Our previous results of the most efficient strategies for each network type remain consistent when considering the modularity and number of communities as metrics for determining the community structure of the network types. The decentralized strategies, Vote-Rank and Community-hubs are efficient regardless of the network size for LD-LC and LD-MC types, which have higher modularity values and number of communities. Also, the centralized K-core strategy is in the top three regardless of size for networks with lower modularity values and fewer communities, such as the MD-MC and MD-HD networks. Also, we did not find consistent results for different sizes of networks with extreme values of modularity and number of communities: (1) LD-HC networks have the highest modularity, and (2) HD-HC networks have one of the lowest number of communities and modularity values. We could hypothesize that in LD-HC networks, the decentralized strategies are not consistently efficient as the small number of edges between different communities could be encapsulating the spreading processes inside the seednodes’ communities avoiding an inter-community spreading. On the other hand, in the HD-HC networks, the centralized strategies are not consistently efficient due to the high connectivity of the network that could lead to a low differentiation among seednodes sets.

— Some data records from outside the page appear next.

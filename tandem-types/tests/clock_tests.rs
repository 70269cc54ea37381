use proptest::prelude::*;
use tandem_types::{CausalOrder, OperationId, ReplicaId, Stamp, VectorClock};

fn replica(n: u8) -> ReplicaId {
    ReplicaId::from_uuid(uuid::Uuid::from_bytes([
        n, 0, 0, 0, 0, 0, 0, 0, 0, 0, 0, 0, 0, 0, 0, 0,
    ]))
}

fn clock(entries: &[(u8, u64)]) -> VectorClock {
    VectorClock::from_entries(entries.iter().map(|&(r, t)| (replica(r), t)))
}

#[test]
fn missing_entries_are_zero() {
    let c = clock(&[(1, 3)]);
    assert_eq!(c.get(&replica(1)), 3);
    assert_eq!(c.get(&replica(2)), 0);
}

#[test]
fn zero_entries_are_ignored() {
    assert_eq!(clock(&[(1, 0)]), VectorClock::new());
    assert!(clock(&[(1, 0)]).is_empty());
}

#[test]
fn increment_returns_new_time() {
    let mut c = VectorClock::new();
    assert_eq!(c.increment(replica(1)), 1);
    assert_eq!(c.increment(replica(1)), 2);
    assert_eq!(c.get(&replica(1)), 2);
}

#[test]
fn update_never_lowers() {
    let mut c = clock(&[(1, 5)]);
    c.update(replica(1), 2);
    assert_eq!(c.get(&replica(1)), 5);
}

#[test]
fn merge_takes_per_replica_max() {
    let a = clock(&[(1, 3), (2, 1)]);
    let b = clock(&[(1, 1), (2, 4), (3, 2)]);
    let m = a.merged(&b);
    assert_eq!(m, clock(&[(1, 3), (2, 4), (3, 2)]));
}

#[test]
fn compare_before_after_equal() {
    let a = clock(&[(1, 1)]);
    let b = clock(&[(1, 2)]);
    assert_eq!(a.compare(&b), CausalOrder::Before);
    assert_eq!(b.compare(&a), CausalOrder::After);
    assert_eq!(a.compare(&a.clone()), CausalOrder::Equal);
    assert!(a.happens_before(&b));
    assert!(!b.happens_before(&a));
}

#[test]
fn compare_concurrent() {
    let a = clock(&[(1, 1)]);
    let b = clock(&[(2, 1)]);
    assert!(a.concurrent(&b));
    assert!(b.concurrent(&a));
    assert!(!a.happens_before(&b));
}

#[test]
fn equal_clocks_are_not_concurrent() {
    let a = clock(&[(1, 2), (2, 2)]);
    assert!(!a.concurrent(&a.clone()));
    assert!(!a.happens_before(&a.clone()));
}

#[test]
fn dominates_includes_equal() {
    let a = clock(&[(1, 2)]);
    assert!(a.dominates(&a.clone()));
    assert!(a.dominates(&clock(&[(1, 1)])));
    assert!(!a.dominates(&clock(&[(2, 1)])));
}

#[test]
fn weight_is_sum_of_entries() {
    assert_eq!(clock(&[(1, 2), (2, 3)]).weight(), 5);
    assert_eq!(VectorClock::new().weight(), 0);
}

#[test]
fn serde_roundtrip() {
    let c = clock(&[(1, 2), (7, 9)]);
    let json = serde_json::to_string(&c).unwrap();
    let parsed: VectorClock = serde_json::from_str(&json).unwrap();
    assert_eq!(parsed, c);
}

// ── Stamp ─────────────────────────────────────────────────────────

#[test]
fn stamp_concurrent_tie_breaks_by_replica() {
    let a = Stamp::new(&clock(&[(1, 1)]), OperationId::new(replica(1), 1));
    let b = Stamp::new(&clock(&[(2, 1)]), OperationId::new(replica(2), 1));
    assert!(b > a);
}

#[test]
fn stamp_zero_loses_to_everything() {
    let a = Stamp::new(&clock(&[(1, 1)]), OperationId::new(replica(1), 1));
    assert!(Stamp::zero() < a);
}

fn clock_strategy() -> impl Strategy<Value = VectorClock> {
    prop::collection::vec((0u8..5, 0u64..20), 0..6)
        .prop_map(|entries| VectorClock::from_entries(entries.into_iter().map(|(r, t)| (replica(r), t))))
}

proptest! {
    /// Happened-before always implies a strictly smaller stamp.
    #[test]
    fn stamp_respects_causality(a in clock_strategy(), b in clock_strategy()) {
        let sa = Stamp::new(&a, OperationId::new(replica(1), 1));
        let sb = Stamp::new(&b, OperationId::new(replica(2), 1));
        if a.happens_before(&b) {
            prop_assert!(sa < sb);
        }
    }

    #[test]
    fn merge_is_commutative(a in clock_strategy(), b in clock_strategy()) {
        prop_assert_eq!(a.merged(&b), b.merged(&a));
    }

    #[test]
    fn merge_is_associative(a in clock_strategy(), b in clock_strategy(), c in clock_strategy()) {
        prop_assert_eq!(a.merged(&b).merged(&c), a.merged(&b.merged(&c)));
    }

    #[test]
    fn merge_is_idempotent(a in clock_strategy()) {
        prop_assert_eq!(a.merged(&a), a);
    }

    #[test]
    fn merged_dominates_both(a in clock_strategy(), b in clock_strategy()) {
        let m = a.merged(&b);
        prop_assert!(m.dominates(&a));
        prop_assert!(m.dominates(&b));
    }

    #[test]
    fn compare_is_antisymmetric(a in clock_strategy(), b in clock_strategy()) {
        let expected = match a.compare(&b) {
            CausalOrder::Before => CausalOrder::After,
            CausalOrder::After => CausalOrder::Before,
            other => other,
        };
        prop_assert_eq!(b.compare(&a), expected);
    }
}
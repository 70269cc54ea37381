use crate::FieldState;

/// Custom merge logic for fields declared with `FieldRule::Custom`.
///
/// Handlers are registered by name and looked up when a remote write is
/// concurrent with the local value. The result should not depend on which
/// side is local, otherwise replicas will not converge.
pub trait MergeHandler: Send + Sync {
    /// Merges two concurrent values of `field`.
    /// Default implementation is last-writer-wins by stamp.
    fn merge(&self, field: &str, local: &FieldState, remote: &FieldState) -> serde_json::Value {
        let _ = field;
        if remote.stamp() > local.stamp() {
            remote.value().clone()
        } else {
            local.value().clone()
        }
    }
}
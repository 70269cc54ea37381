//! Vector clock timestamps and the causality-consistent `Stamp` order.
//!
//! A vector clock maps each replica to a logical counter. Comparing two
//! clocks yields a partial order (happened-before); `Stamp` extends it to a
//! total order for last-writer-wins decisions.

use crate::{OperationId, ReplicaId};
use serde::{Deserialize, Serialize};
use std::collections::BTreeMap;

/// Causality relationship between two vector clocks.
#[derive(Debug, Clone, Copy, PartialEq, Eq)]
pub enum CausalOrder {
    /// First clock happened before second.
    Before,
    /// First clock happened after second.
    After,
    /// Clocks are concurrent (neither happened before the other).
    Concurrent,
    /// Clocks are identical.
    Equal,
}

/// A vector clock (the core's logical timestamp).
///
/// Missing entries are an implicit zero, so clocks with different key sets
/// compare as if the absent replicas had never written.
#[derive(Debug, Clone, Default, Serialize, Deserialize)]
pub struct VectorClock {
    clocks: BTreeMap<ReplicaId, u64>,
}

impl VectorClock {
    /// Creates a new empty vector clock.
    #[must_use]
    pub fn new() -> Self {
        Self::default()
    }

    /// Builds a clock from explicit entries. Zero entries are dropped.
    #[must_use]
    pub fn from_entries(entries: impl IntoIterator<Item = (ReplicaId, u64)>) -> Self {
        let mut clock = Self::new();
        for (replica, time) in entries {
            clock.update(replica, time);
        }
        clock
    }

    /// Returns the logical time for a replica (0 if not present).
    #[must_use]
    pub fn get(&self, replica: &ReplicaId) -> u64 {
        self.clocks.get(replica).copied().unwrap_or(0)
    }

    /// Returns all replicas and their times in replica order.
    pub fn entries(&self) -> impl Iterator<Item = (&ReplicaId, &u64)> {
        self.clocks.iter()
    }

    /// Returns the number of replicas with a non-zero entry.
    #[must_use]
    pub fn len(&self) -> usize {
        self.clocks.len()
    }

    #[must_use]
    pub fn is_empty(&self) -> bool {
        self.clocks.is_empty()
    }

    /// Sum of all entries. Strictly grows along every happened-before chain.
    #[must_use]
    pub fn weight(&self) -> u64 {
        self.clocks.values().fold(0u64, |acc, t| acc.saturating_add(*t))
    }

    /// Increments the entry for a replica and returns the new time.
    pub fn increment(&mut self, replica: ReplicaId) -> u64 {
        let entry = self.clocks.entry(replica).or_insert(0);
        *entry = entry.saturating_add(1);
        *entry
    }

    /// Raises the entry for a replica to `time`. Never lowers it.
    pub fn update(&mut self, replica: ReplicaId, time: u64) {
        if time == 0 {
            return;
        }
        let entry = self.clocks.entry(replica).or_insert(0);
        if time > *entry {
            *entry = time;
        }
    }

    /// Merges another clock into this one by taking the per-replica maximum.
    ///
    /// Commutative, associative and idempotent.
    pub fn merge(&mut self, other: &Self) {
        for (replica, &time) in &other.clocks {
            self.update(*replica, time);
        }
    }

    /// Creates a new clock that is the merge of this and another.
    #[must_use]
    pub fn merged(&self, other: &Self) -> Self {
        let mut result = self.clone();
        result.merge(other);
        result
    }

    /// Compares this clock with another to determine causal ordering.
    #[must_use]
    pub fn compare(&self, other: &Self) -> CausalOrder {
        let mut self_ge = true;
        let mut other_ge = true;

        for replica in self.clocks.keys().chain(other.clocks.keys()) {
            let mine = self.get(replica);
            let theirs = other.get(replica);
            if mine < theirs {
                self_ge = false;
            }
            if theirs < mine {
                other_ge = false;
            }
            if !self_ge && !other_ge {
                break;
            }
        }

        match (self_ge, other_ge) {
            (true, true) => CausalOrder::Equal,
            (true, false) => CausalOrder::After,
            (false, true) => CausalOrder::Before,
            (false, false) => CausalOrder::Concurrent,
        }
    }

    /// True iff every entry of `self` is <= the matching entry of `other`
    /// and at least one is strictly less.
    #[must_use]
    pub fn happens_before(&self, other: &Self) -> bool {
        self.compare(other) == CausalOrder::Before
    }

    /// True iff neither clock happened before the other and they differ.
    #[must_use]
    pub fn concurrent(&self, other: &Self) -> bool {
        self.compare(other) == CausalOrder::Concurrent
    }

    /// True iff this clock is >= the other for every replica.
    #[must_use]
    pub fn dominates(&self, other: &Self) -> bool {
        matches!(self.compare(other), CausalOrder::After | CausalOrder::Equal)
    }
}

impl PartialEq for VectorClock {
    fn eq(&self, other: &Self) -> bool {
        self.compare(other) == CausalOrder::Equal
    }
}

impl Eq for VectorClock {}

/// Total order over operations that respects causality.
///
/// Ordered by clock weight, then by operation ID (replica, then sequence).
/// If `a` happened before `b` its weight is strictly smaller, so the stamp
/// never contradicts the causal order; concurrent writes fall back to the
/// replica ID.
#[derive(Debug, Clone, Copy, PartialEq, Eq, PartialOrd, Ord, Hash, Serialize, Deserialize)]
pub struct Stamp {
    pub weight: u64,
    pub id: OperationId,
}

impl Stamp {
    #[must_use]
    pub fn new(clock: &VectorClock, id: OperationId) -> Self {
        Self {
            weight: clock.weight(),
            id,
        }
    }

    /// The smallest possible stamp; loses to every real write.
    #[must_use]
    pub fn zero() -> Self {
        Self {
            weight: 0,
            id: OperationId::new(ReplicaId::from_uuid(uuid::Uuid::nil()), 0),
        }
    }

    #[must_use]
    pub fn replica(&self) -> ReplicaId {
        self.id.replica
    }
}

impl Default for Stamp {
    fn default() -> Self {
        Self::zero()
    }
}

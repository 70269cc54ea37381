//! In-memory projections: the materialized state of one document or entity.

use crate::error::{SyncError, SyncResult};
use crate::resolver::{ConflictRecord, ConflictResolver, FieldWrite, Resolution};
use serde::{Deserialize, Serialize};
use tandem_crdt::CrdtDocument;
use tandem_model::{Entity, EntitySchema, FieldState};
use tandem_storage::Snapshot;
use tandem_types::{EntityId, Operation, OperationPayload};
use tracing::{debug, warn};

/// What a projection holds.
#[derive(Debug, Clone, PartialEq, Serialize, Deserialize)]
#[serde(tag = "type", content = "state", rename_all = "snake_case")]
pub enum ProjectionState {
    Document(CrdtDocument),
    Entity(Entity),
}

/// One document or entity plus the local log position it reflects.
#[derive(Debug, Clone, PartialEq)]
pub struct Projection {
    pub entity_id: EntityId,
    pub entity_type: String,
    pub state: ProjectionState,
    /// Highest local WAL offset applied.
    pub covered_offset: u64,
}

/// Effect of applying a remote operation.
#[derive(Debug, Clone, PartialEq)]
pub(crate) enum RemoteEffect {
    Applied,
    Unchanged,
    Rejected(ConflictRecord),
    /// The remote write replaced a local first-write-wins write.
    Displaced(ConflictRecord),
    AwaitingUser(ConflictRecord),
}

impl Projection {
    /// An empty projection shaped by the schema.
    pub fn new(entity_id: EntityId, schema: &EntitySchema) -> Self {
        let state = match schema.crdt_kind() {
            Some(kind) => ProjectionState::Document(CrdtDocument::new(kind)),
            None => ProjectionState::Entity(Entity::new(entity_id, schema.entity_type.clone())),
        };
        Self {
            entity_id,
            entity_type: schema.entity_type.clone(),
            state,
            covered_offset: 0,
        }
    }

    pub fn from_snapshot(snapshot: &Snapshot) -> SyncResult<Self> {
        Ok(Self {
            entity_id: snapshot.entity_id,
            entity_type: snapshot.entity_type.clone(),
            state: serde_json::from_value(snapshot.state.clone())?,
            covered_offset: snapshot.covered_offset,
        })
    }

    pub fn to_snapshot(&self) -> SyncResult<Snapshot> {
        Ok(Snapshot {
            entity_id: self.entity_id,
            entity_type: self.entity_type.clone(),
            state: serde_json::to_value(&self.state)?,
            covered_offset: self.covered_offset,
        })
    }

    #[must_use]
    pub fn document(&self) -> Option<&CrdtDocument> {
        match &self.state {
            ProjectionState::Document(doc) => Some(doc),
            ProjectionState::Entity(_) => None,
        }
    }

    #[must_use]
    pub fn entity(&self) -> Option<&Entity> {
        match &self.state {
            ProjectionState::Entity(entity) => Some(entity),
            ProjectionState::Document(_) => None,
        }
    }

    /// Applies an operation this replica originated.
    ///
    /// Local writes were planned against this very state, so a field write
    /// always takes over the field.
    pub fn apply_local(&mut self, op: &Operation) -> SyncResult<()> {
        match (&mut self.state, &op.payload) {
            (ProjectionState::Document(doc), _) => {
                doc.apply(op)?;
            }
            (
                ProjectionState::Entity(entity),
                OperationPayload::FieldSet {
                    field,
                    value,
                    base_version,
                },
            ) => {
                entity.observe_update(&op.timestamp);
                let mut state = FieldState::new(value.clone(), op.stamp(), op.timestamp.clone());
                state.version = base_version + 1;
                state.base_version = *base_version;
                entity.put_field(field.clone(), state);
            }
            (ProjectionState::Entity(entity), OperationPayload::EntityDelete) => {
                entity.observe_delete(&op.timestamp);
            }
            (ProjectionState::Entity(_), payload) => {
                return Err(SyncError::StrategyMismatch {
                    entity_type: self.entity_type.clone(),
                    strategy: "plain entity",
                    operation: payload.kind(),
                });
            }
        }
        self.covered_offset = self.covered_offset.max(op.wal_offset);
        Ok(())
    }

    /// Applies an operation pulled from the remote.
    ///
    /// With `presenter_attached == false`, `UserChoice` conflicts are settled
    /// immediately under the resolver's fallback strategy.
    pub(crate) fn apply_remote(
        &mut self,
        op: &Operation,
        schema: &EntitySchema,
        resolver: &ConflictResolver,
        presenter_attached: bool,
    ) -> SyncResult<RemoteEffect> {
        let entity = match &mut self.state {
            ProjectionState::Document(doc) => {
                return Ok(if doc.apply(op)? {
                    RemoteEffect::Applied
                } else {
                    RemoteEffect::Unchanged
                });
            }
            ProjectionState::Entity(entity) => entity,
        };

        let write = match &op.payload {
            OperationPayload::EntityDelete => {
                entity.observe_delete(&op.timestamp);
                return Ok(RemoteEffect::Applied);
            }
            payload => FieldWrite::from_operation(op).ok_or_else(|| SyncError::StrategyMismatch {
                entity_type: schema.entity_type.clone(),
                strategy: schema.strategy.name(),
                operation: payload.kind(),
            })?,
        };

        let local = entity.field(&write.field).cloned();
        let local = local.as_ref();
        let mut resolution = resolver.resolve(local, &write, &schema.strategy)?;
        if let Resolution::Deferred(record) = &resolution {
            if !presenter_attached {
                warn!(
                    "No conflict presenter attached; settling {}/{} with {}",
                    record.entity_id,
                    record.field,
                    resolver.fallback().name()
                );
                resolution = resolver.resolve(local, &write, resolver.fallback())?;
            }
        }
        entity.observe_update(&write.clock);

        let mut effect = RemoteEffect::Applied;
        let next = match resolution {
            Resolution::KeepLocal => return Ok(RemoteEffect::Unchanged),
            Resolution::Rejected(record) => return Ok(RemoteEffect::Rejected(record)),
            Resolution::Deferred(record) => return Ok(RemoteEffect::AwaitingUser(record)),
            Resolution::TakeRemote => taken_over(local, &write),
            Resolution::Displaced(record) => {
                effect = RemoteEffect::Displaced(record);
                taken_over(local, &write)
            }
            Resolution::Merged(value) => {
                let mut next = write.as_state();
                if let Some(local) = local {
                    next = FieldState::new(
                        value,
                        local.stamp().max(write.stamp),
                        local.clock.merged(&write.clock),
                    );
                    next.version = local.version.max(write.base_version + 1);
                    next.base_version = local.base_version.max(write.base_version);
                }
                next
            }
        };
        debug!(entity = %write.entity_id, field = %write.field, writer = %write.stamp.id, "field updated from remote");
        entity.put_field(write.field, next);
        Ok(effect)
    }
}

/// The field state after `write` replaces `local`. The version only moves
/// when the write was based on the current one.
fn taken_over(local: Option<&FieldState>, write: &FieldWrite) -> FieldState {
    let mut next = write.as_state();
    if let Some(local) = local {
        next.version = if write.base_version == local.version {
            local.version + 1
        } else {
            local.version
        };
    }
    next
}
//! Core type definitions for Tandem.
//!
//! This crate defines the fundamental types shared by every layer of the
//! synchronization core:
//! - Replica, entity, operation and character identifiers
//! - Vector clock timestamps and the causality-consistent [`Stamp`] order
//! - The [`Operation`] record that is logged locally and replicated
//!
//! Nothing here performs I/O; storage and transport live in their own
//! crates.

mod clock;
mod ids;
mod operation;

pub use clock::{CausalOrder, Stamp, VectorClock};
pub use ids::{CharId, EntityId, OperationId, ReplicaId};
pub use operation::{Operation, OperationPayload};

/// Result type alias using the crate's error type.
pub type Result<T> = std::result::Result<T, Error>;

/// Errors that can occur in type operations.
#[derive(Debug, thiserror::Error)]
pub enum Error {
    #[error("serialization error: {0}")]
    Serialization(#[from] serde_json::Error),

    #[error("invalid UUID: {0}")]
    InvalidUuid(#[from] uuid::Error),
}

/// Encodes operations for the transport boundary.
///
/// The full field set of every operation is preserved.
pub fn encode_operations(ops: &[Operation]) -> Result<Vec<u8>> {
    Ok(serde_json::to_vec(ops)?)
}

/// Decodes operations produced by [`encode_operations`].
pub fn decode_operations(bytes: &[u8]) -> Result<Vec<Operation>> {
    Ok(serde_json::from_slice(bytes)?)
}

As in empirical networks, in most of the topologies and sizes of simulated networks, using a strategy for selecting seednodes was more efficient than choosing the seednodes at random. However, in Small networks when the clustering coefficient was high (0.2–1] choosing the seednodes at random remained efficient (Fig. 3 panel (a), third sub-panel).

Degeneracy among seednodes

The same node may belong to different sets of seednodes. Thus, to better understand the results observed in the spreading efficiency rankings, we evaluated the degeneracy among each pair of seeding strategies. We define the degeneracy coefficient of two sets of seednodes (not to confound with k-degeneracy used in graph theory) as the fraction of nodes that belong to both sets. Let A and B two sets, \(Degeneracy\,(A,B)=| A\cap B| \)/\(| A\cup B| \). For each network size and topology, we calculated the average degeneracy coefficient among each pair of seeding strategies over the 30 simulated networks.

We observe that the degeneracy coefficient shows a pattern that remains similar for the different networks and topologies (Fig. 4). We observe that all centralized and Vote-Rank strategies shared, on average, more than 50% of nodes independently of the network size. In the case of the decentralized strategies, the proportion of common nodes with other strategies ranged from 20% to 40% for different network sizes, showing a higher diversification of the seednode selection compared to the centralized strategies. Furthermore, independently of density, clustering coefficient, and network size; the degeneracy among centralized and decentralized strategies was low. The result for the LD-LC category in the three network sizes is shown in Fig. 4 as an example of the general pattern observed in the different network sizes and topologies.

Figure 4
figure 4

Degeneracy coefficient of seeding strategies for 30 simulated networks in the LD-LC category. Each panel represents a network size: (a) Small networks (200 nodes), (b) Medium networks (1000 nodes), and (c) Large Networks (2000 nodes). We define the degeneracy coefficient of two sets of seednodes (not to confound with k-degeneracy used in graph theory) as the fraction of nodes that belong to a pair of sets. Let A and B two sets, \(Degeneracy\,(A,B)=| A\cap B| \)/\(| A\cup B| \). The lighter blue indicates a 0 of degeneracy coefficient between a pair of strategies, meaning that the two strategies did not have common nodes. The darker blue, as in the diagonal, indicates a degeneracy coefficient of 1, meaning that both strategies contain the same nodes.

Discussion

This study provides a benchmark for selecting efficient strategies for initializing interventions with spill-over effects in social networks with different structures. Our main finding is that the efficiency of each seeding strategy depends on the network structure, particularly on the density and clustering coefficient. In general, for sparse networks with community structure, Community-hubs, which are decentralized influencers, are suitable for increasing the spreading efficiency. By contrast, when the networks are denser, nodes in the K-core, which are centralized influencers, outperform. We observe also that, usually, independently on the network structure, having a strategy for selecting seednodes for a spreading process is better than using random sampling. This result is critical for providing evidence to improve commonly used random sampling methods for delivering interventions. Also, our results are coherent with studies that have shown the importance of homophily and community structure of networks for understanding the spread and adoption of behaviors9,42.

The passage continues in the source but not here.